## Your task
Your output should be one number, which is how many lines in the material contain "normalized".

Information supplied START

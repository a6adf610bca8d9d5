//! The tenant-isolation and privilege-resolution core.
//!
//! Every read passes through [`scope::ScopeFilter`], every write through
//! [`guard::authorize_mutation`], and every nested write through the checks
//! in [`nested`]. Handlers never build their own organization predicates.

pub mod cascade;
pub mod guard;
pub mod nested;
pub mod scope;
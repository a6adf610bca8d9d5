use sqlx::{FromRow, QueryBuilder, Sqlite, SqliteExecutor};
use time::OffsetDateTime;

use crate::app::domain::OrganizationId;
use crate::app::policy::scope::ScopeFilter;

/// Database row for projects table.
#[derive(Debug, FromRow)]
pub struct Project {
    pub id: String,
    pub organization_id: String,
    pub client_id: Option<String>,
    pub name: String,
    pub created_at: i64,
}

/// Data structure for inserting a new project.
pub struct NewProject {
    pub id: String,
    pub organization_id: OrganizationId,
    pub client_id: Option<String>,
    pub name: String,
}

/// Insert a new project.
pub async fn insert<'e, E>(executor: E, project: &NewProject) -> Result<(), sqlx::Error>
where
    E: SqliteExecutor<'e>,
{
    let now = OffsetDateTime::now_utc().unix_timestamp();
    sqlx::query(
        "INSERT INTO projects (id, organization_id, client_id, name, created_at) VALUES (?, ?, ?, ?, ?)",
    )
    .bind(&project.id)
    .bind(project.organization_id.as_str())
    .bind(&project.client_id)
    .bind(&project.name)
    .bind(now)
    .execute(executor)
    .await?;
    Ok(())
}

/// List projects visible under the scope filter.
pub async fn list(pool: &sqlx::SqlitePool, scope: &ScopeFilter) -> Result<Vec<Project>, sqlx::Error> {
    let mut qb = QueryBuilder::<Sqlite>::new(
        "SELECT id, organization_id, client_id, name, created_at FROM projects WHERE ",
    );
    scope.push_predicate(&mut qb, "organization_id");
    qb.push(" ORDER BY created_at DESC, id DESC");
    qb.build_query_as::<Project>().fetch_all(pool).await
}

/// Find a project by ID within the scope filter.
pub async fn find_by_id(
    pool: &sqlx::SqlitePool,
    scope: &ScopeFilter,
    id: &str,
) -> Result<Option<Project>, sqlx::Error> {
    let mut qb = QueryBuilder::<Sqlite>::new(
        "SELECT id, organization_id, client_id, name, created_at FROM projects WHERE id = ",
    );
    qb.push_bind(id);
    qb.push(" AND ");
    scope.push_predicate(&mut qb, "organization_id");
    qb.build_query_as::<Project>().fetch_optional(pool).await
}

/// Find a project by ID with no scope applied. Used to derive a child's
/// tenant and to guard writes; never feeds a response directly.
pub async fn find_by_id_any<'e, E>(executor: E, id: &str) -> Result<Option<Project>, sqlx::Error>
where
    E: SqliteExecutor<'e>,
{
    sqlx::query_as::<_, Project>(
        "SELECT id, organization_id, client_id, name, created_at FROM projects WHERE id = ?",
    )
    .bind(id)
    .fetch_optional(executor)
    .await
}

/// Rename a project.
pub async fn update_name<'e, E>(executor: E, id: &str, name: &str) -> Result<(), sqlx::Error>
where
    E: SqliteExecutor<'e>,
{
    sqlx::query("UPDATE projects SET name = ? WHERE id = ?")
        .bind(name)
        .bind(id)
        .execute(executor)
        .await?;
    Ok(())
}

/// Delete a project row. Dependent tasks and attachments are handled by the
/// cascade in `policy::cascade`.
pub async fn delete<'e, E>(executor: E, id: &str) -> Result<(), sqlx::Error>
where
    E: SqliteExecutor<'e>,
{
    sqlx::query("DELETE FROM projects WHERE id = ?")
        .bind(id)
        .execute(executor)
        .await?;
    Ok(())
}

/// Delete every project of an organization (cascade path).
pub async fn delete_for_org<'e, E>(
    executor: E,
    organization_id: &OrganizationId,
) -> Result<(), sqlx::Error>
where
    E: SqliteExecutor<'e>,
{
    sqlx::query("DELETE FROM projects WHERE organization_id = ?")
        .bind(organization_id.as_str())
        .execute(executor)
        .await?;
    Ok(())
}
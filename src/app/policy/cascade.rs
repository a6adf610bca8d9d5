//! Parent deletion cascades.
//!
//! Row deletion happens in one transaction; stored-file cleanup follows.
//! When rows are gone but a file removal fails, the operation reports
//! `PartialCascade` for manual reconciliation instead of pretending the
//! delete fully succeeded. Authorization for the cascade is implied by the
//! parent-delete decision; callers must have run the mutation guard first.

use sqlx::SqlitePool;

use crate::app::{db, domain::OrganizationId, error::AppError, storage::FileStore};

/// Delete an organization and everything referencing it: line items,
/// invoices, attachments (rows and files), tasks, projects, clients,
/// memberships, then the organization row itself.
pub async fn delete_organization(
    pool: &SqlitePool,
    files: &dyn FileStore,
    organization_id: &OrganizationId,
) -> Result<(), AppError> {
    let mut tx = pool.begin().await?;
    // Snapshot inside the transaction so every row deleted below has its
    // stored file accounted for.
    let attachments = db::attachments::list_for_org(&mut *tx, organization_id).await?;
    db::invoices::delete_line_items_for_org(&mut *tx, organization_id).await?;
    db::invoices::delete_for_org(&mut *tx, organization_id).await?;
    db::attachments::delete_for_org(&mut *tx, organization_id).await?;
    db::tasks::delete_for_org(&mut *tx, organization_id).await?;
    db::projects::delete_for_org(&mut *tx, organization_id).await?;
    db::clients::delete_for_org(&mut *tx, organization_id).await?;
    db::organizations::remove_all_members(&mut *tx, organization_id).await?;
    db::organizations::delete(&mut *tx, organization_id).await?;
    tx.commit().await?;

    remove_files(files, &attachments).await
}

/// Delete a project together with its tasks and attachments (rows and
/// files). Sibling entities of the organization are untouched.
pub async fn delete_project(
    pool: &SqlitePool,
    files: &dyn FileStore,
    project_id: &str,
) -> Result<(), AppError> {
    let mut tx = pool.begin().await?;
    let attachments = db::attachments::list_for_project(&mut *tx, project_id).await?;
    db::attachments::delete_for_project(&mut *tx, project_id).await?;
    db::tasks::delete_for_project(&mut *tx, project_id).await?;
    db::projects::delete(&mut *tx, project_id).await?;
    tx.commit().await?;

    remove_files(files, &attachments).await
}

async fn remove_files(
    files: &dyn FileStore,
    attachments: &[db::attachments::Attachment],
) -> Result<(), AppError> {
    let mut failed = Vec::new();
    for attachment in attachments {
        if let Err(err) = files.remove(&attachment.storage_path).await {
            tracing::error!(path = %attachment.storage_path, %err, "cascade file removal failed");
            failed.push(attachment.storage_path.clone());
        }
    }
    if failed.is_empty() {
        Ok(())
    } else {
        Err(AppError::PartialCascade(format!(
            "{} stored file(s) left behind: {}",
            failed.len(),
            failed.join(", ")
        )))
    }
}
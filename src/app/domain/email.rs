use validator::ValidationError;

/// Email domain type. Once constructed, guaranteed valid, trimmed, and lowercase.
#[derive(Debug, Clone)]
pub struct Email(String);

impl Email {
    /// Create a new Email from a string. Trims, lowercases, and checks format.
    pub fn new(email: String) -> Result<Self, ValidationError> {
        let normalized = email.trim().to_lowercase();

        // RFC 5321 upper bound
        if normalized.len() > 254 {
            let mut error = ValidationError::new("email_too_long");
            error.message = Some("Email address is too long".into());
            return Err(error);
        }

        let has_domain_dot = normalized
            .split_once('@')
            .map_or(false, |(local, domain)| !local.is_empty() && domain.contains('.'));
        if !has_domain_dot {
            let mut error = ValidationError::new("invalid_email");
            error.message = Some("Invalid email address format".into());
            return Err(error);
        }

        Ok(Self(normalized))
    }

    /// Get the email as a string slice.
    pub fn as_str(&self) -> &str {
        &self.0
    }
}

Information supplied END

## Answer space
4